Rolling bearing compound fault diagnosis based on spatiotemporal intrinsic mode decomposition

Abstract

Aiming at the vibration signal characteristics of multi-channel rolling bearing complex faults containing various shock components, a rolling bearing complex fault diagnosis model based on spatiotemporal intrinsic mode decomposition (STIMD) method and fast spectral kurtosis method was proposed. The spatiotemporal intrinsic mode decomposition method combines the signal atomic decomposition method with the idea of signal blind source separation. Through the fast independent component analysis and the nonlinear matching pursuit method of the established overcomplete dictionary base, various fault mode components are separated.
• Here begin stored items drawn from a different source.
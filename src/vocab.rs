// Vocab — frequency list of items (word forms, or type strings in general).
//
// Backed by a HashMap for lookups. Every listing goes through
// `items_by_freq`, which sorts by frequency descending and breaks ties on
// the item itself, so saved files and slices are reproducible across runs.

use std::collections::HashMap;
use std::fs::File;
use std::io::{BufRead, BufReader, BufWriter, Write};
use std::path::Path;

use anyhow::{Context, Result};
use regex_lite::Regex;
use serde::{Deserialize, Serialize};

/// A frequency list: item -> number of occurrences.
#[derive(Debug, Clone, Default, PartialEq, Serialize, Deserialize)]
pub struct Vocab {
    freqs: HashMap<String, u64>,
}

impl Vocab {
    pub fn new(freqs: HashMap<String, u64>) -> Self {
        Self { freqs }
    }

    /// Build a vocab by counting every item yielded by the iterator.
    pub fn from_items<I, S>(items: I) -> Self
    where
        I: IntoIterator<Item = S>,
        S: Into<String>,
    {
        let mut freqs = HashMap::new();
        for item in items {
            *freqs.entry(item.into()).or_insert(0) += 1;
        }
        Self { freqs }
    }

    pub fn len(&self) -> usize {
        self.freqs.len()
    }

    pub fn is_empty(&self) -> bool {
        self.freqs.is_empty()
    }

    pub fn get(&self, item: &str) -> Option<u64> {
        self.freqs.get(item).copied()
    }

    pub fn contains(&self, item: &str) -> bool {
        self.freqs.contains_key(item)
    }

    /// Add `count` occurrences of `item`.
    pub fn increment(&mut self, item: &str, count: u64) {
        if let Some(freq) = self.freqs.get_mut(item) {
            *freq += count;
        } else {
            self.freqs.insert(item.to_string(), count);
        }
    }

    /// Sum of all counts.
    pub fn total(&self) -> u64 {
        self.freqs.values().sum()
    }

    /// All entries, most frequent first. Ties are ordered by item.
    pub fn items_by_freq(&self) -> Vec<(&str, u64)> {
        let mut items: Vec<(&str, u64)> = self
            .freqs
            .iter()
            .map(|(item, freq)| (item.as_str(), *freq))
            .collect();
        items.sort_by(|a, b| b.1.cmp(&a.1).then_with(|| a.0.cmp(b.0)));
        items
    }

    /// Item labels in frequency order.
    pub fn item_list(&self) -> Vec<String> {
        self.items_by_freq()
            .into_iter()
            .map(|(item, _)| item.to_string())
            .collect()
    }

    /// Restrict to the listed items. Items absent from this vocab are skipped.
    pub fn subvocab<S: AsRef<str>>(&self, items: &[S]) -> Vocab {
        let freqs = items
            .iter()
            .filter_map(|item| {
                let item = item.as_ref();
                self.freqs.get(item).map(|f| (item.to_string(), *f))
            })
            .collect();
        Vocab { freqs }
    }

    /// Items occurring strictly more than `threshold` times.
    pub fn filter_freq(&self, threshold: u64) -> Vocab {
        let freqs = self
            .freqs
            .iter()
            .filter(|(_, f)| **f > threshold)
            .map(|(item, f)| (item.clone(), *f))
            .collect();
        Vocab { freqs }
    }

    /// Items matched by `pattern`. Anchor the pattern to require a full match.
    pub fn filter_items(&self, pattern: &Regex) -> Vocab {
        let freqs = self
            .freqs
            .iter()
            .filter(|(item, _)| pattern.is_match(item))
            .map(|(item, f)| (item.clone(), *f))
            .collect();
        Vocab { freqs }
    }

    /// Word forms only: items made of letters, digits and `_`, in any script.
    pub fn filter_word_forms(&self) -> Vocab {
        let freqs = self
            .freqs
            .iter()
            .filter(|(item, _)| is_word_form(item))
            .map(|(item, f)| (item.clone(), *f))
            .collect();
        Vocab { freqs }
    }

    /// Skip the `skip` most frequent items and keep the next `take`.
    pub fn slice(&self, skip: usize, take: usize) -> Vocab {
        let freqs = self
            .items_by_freq()
            .into_iter()
            .skip(skip)
            .take(take)
            .map(|(item, f)| (item.to_string(), f))
            .collect();
        Vocab { freqs }
    }

    /// Combine two vocabs by summing counts.
    pub fn merge(&self, other: &Vocab) -> Vocab {
        let mut merged = self.clone();
        for (item, freq) in &other.freqs {
            merged.increment(item, *freq);
        }
        merged
    }

    /// Write the vocab as `item\tfreq` lines in frequency order.
    pub fn save(&self, path: &Path) -> Result<()> {
        if let Some(parent) = path.parent() {
            std::fs::create_dir_all(parent)
                .with_context(|| format!("Failed to create {}", parent.display()))?;
        }
        let file = File::create(path)
            .with_context(|| format!("Failed to create frequency list {}", path.display()))?;
        let mut writer = BufWriter::new(file);
        for (item, freq) in self.items_by_freq() {
            writeln!(writer, "{item}\t{freq}")?;
        }
        writer.flush()?;
        Ok(())
    }

    /// Read a frequency list written by `save`.
    pub fn load(path: &Path) -> Result<Self> {
        let file = File::open(path)
            .with_context(|| format!("Failed to open frequency list {}", path.display()))?;
        let mut freqs = HashMap::new();
        for (i, line) in BufReader::new(file).lines().enumerate() {
            let line = line?;
            if line.is_empty() {
                continue;
            }
            let (item, freq) = line.rsplit_once('\t').with_context(|| {
                format!("{}:{}: expected `item<TAB>freq`", path.display(), i + 1)
            })?;
            let freq: u64 = freq
                .parse()
                .with_context(|| format!("{}:{}: bad frequency {freq:?}", path.display(), i + 1))?;
            freqs.insert(item.to_string(), freq);
        }
        Ok(Self { freqs })
    }
}

/// A non-empty item of Unicode letters, digits and underscores (`geëerd`, `België`).
pub fn is_word_form(item: &str) -> bool {
    !item.is_empty() && item.chars().all(|c| c.is_alphanumeric() || c == '_')
}

impl FromIterator<(String, u64)> for Vocab {
    fn from_iter<T: IntoIterator<Item = (String, u64)>>(iter: T) -> Self {
        let mut vocab = Vocab::default();
        for (item, freq) in iter {
            vocab.increment(&item, freq);
        }
        vocab
    }
}

#[cfg(test)]
mod tests {
    use super::*;

    fn sample() -> Vocab {
        Vocab::from_items(["de", "de", "de", "stad", "stad", "vernielt", ",", "brand"])
    }

    #[test]
    fn test_items_by_freq_breaks_ties_on_item() {
        let v = sample();
        let items = v.items_by_freq();
        assert_eq!(items[0], ("de", 3));
        assert_eq!(items[1], ("stad", 2));
        // Three items with freq 1, ordered by item
        assert_eq!(items[2].0, ",");
        assert_eq!(items[3].0, "brand");
        assert_eq!(items[4].0, "vernielt");
    }

    #[test]
    fn test_filter_freq_is_exclusive() {
        let v = sample().filter_freq(2);
        assert_eq!(v.len(), 1);
        assert!(v.contains("de"));
    }

    #[test]
    fn test_filter_items_word_forms() {
        let re = Regex::new(r"^\w+$").unwrap();
        let v = sample().filter_items(&re);
        assert!(!v.contains(","));
        assert_eq!(v.len(), 4);
    }

    #[test]
    fn test_word_forms_keep_diacritics() {
        let v = Vocab::from_items(["stad", "geëerd", "ideeën", "België", "zee_1", ",", "'t", "a-b"]);
        let words = v.filter_word_forms();
        assert_eq!(words.len(), 5);
        assert!(words.contains("geëerd"));
        assert!(words.contains("België"));
        assert!(!words.contains("'t"));
        assert!(!words.contains("a-b"));
        assert!(!is_word_form(""));
    }

    #[test]
    fn test_slice_skips_most_frequent() {
        let v = sample().slice(1, 2);
        assert_eq!(v.item_list(), vec![
            "stad".to_string(),
            ",".to_string()
        ]);
    }

    #[test]
    fn test_subvocab_skips_missing() {
        let v = sample().subvocab(&["vernielt", "vernielen"]);
        assert_eq!(v.len(), 1);
        assert_eq!(v.get("vernielt"), Some(1));
    }

    #[test]
    fn test_merge_sums_counts() {
        let a = Vocab::from_items(["a", "b"]);
        let b = Vocab::from_items(["b", "c"]);
        let m = a.merge(&b);
        assert_eq!(m.get("b"), Some(2));
        assert_eq!(m.total(), 4);
    }

    #[test]
    fn test_save_load() {
        let dir = std::env::temp_dir().join(format!("diasem-vocab-{}", std::process::id()));
        let path = dir.join("test.freq");
        let v = sample();
        v.save(&path).unwrap();
        let loaded = Vocab::load(&path).unwrap();
        assert_eq!(v, loaded);
        let _ = std::fs::remove_dir_all(&dir);
    }
}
The initial phase function selected based on the high kurtosis fault frequency band obtained by the fast spectral kurtosis method can better fit the bearing fault frequency domain characteristics, so that the spatiotemporal intrinsic mode decomposition method can more accurately separate various impact components in the vibration signal. The simulation model of bearing compound fault was established and the data collected from fault diagnosis experiment platform were used to verify that the STIMD method was effective in solving the problem of rolling bearing compound fault diagnosis. By analyzing the kurtosis changes under different signal noise ratio (SNR) conditions and comparing the simulation results with the fast independent component analysis method, it shows that the kurtosis index decomposed by the proposed method is more able to prove the existence of faults under the condition of low SNR, that is, the impact is completely covered by noise. Therefore, a spatiotemporal intrinsic mode decomposition method with fast spectral kurtosis optimization can solve the problem of blind source separation in the field of composite faults of multi-channel rolling bearings and realize composite fault diagnosis.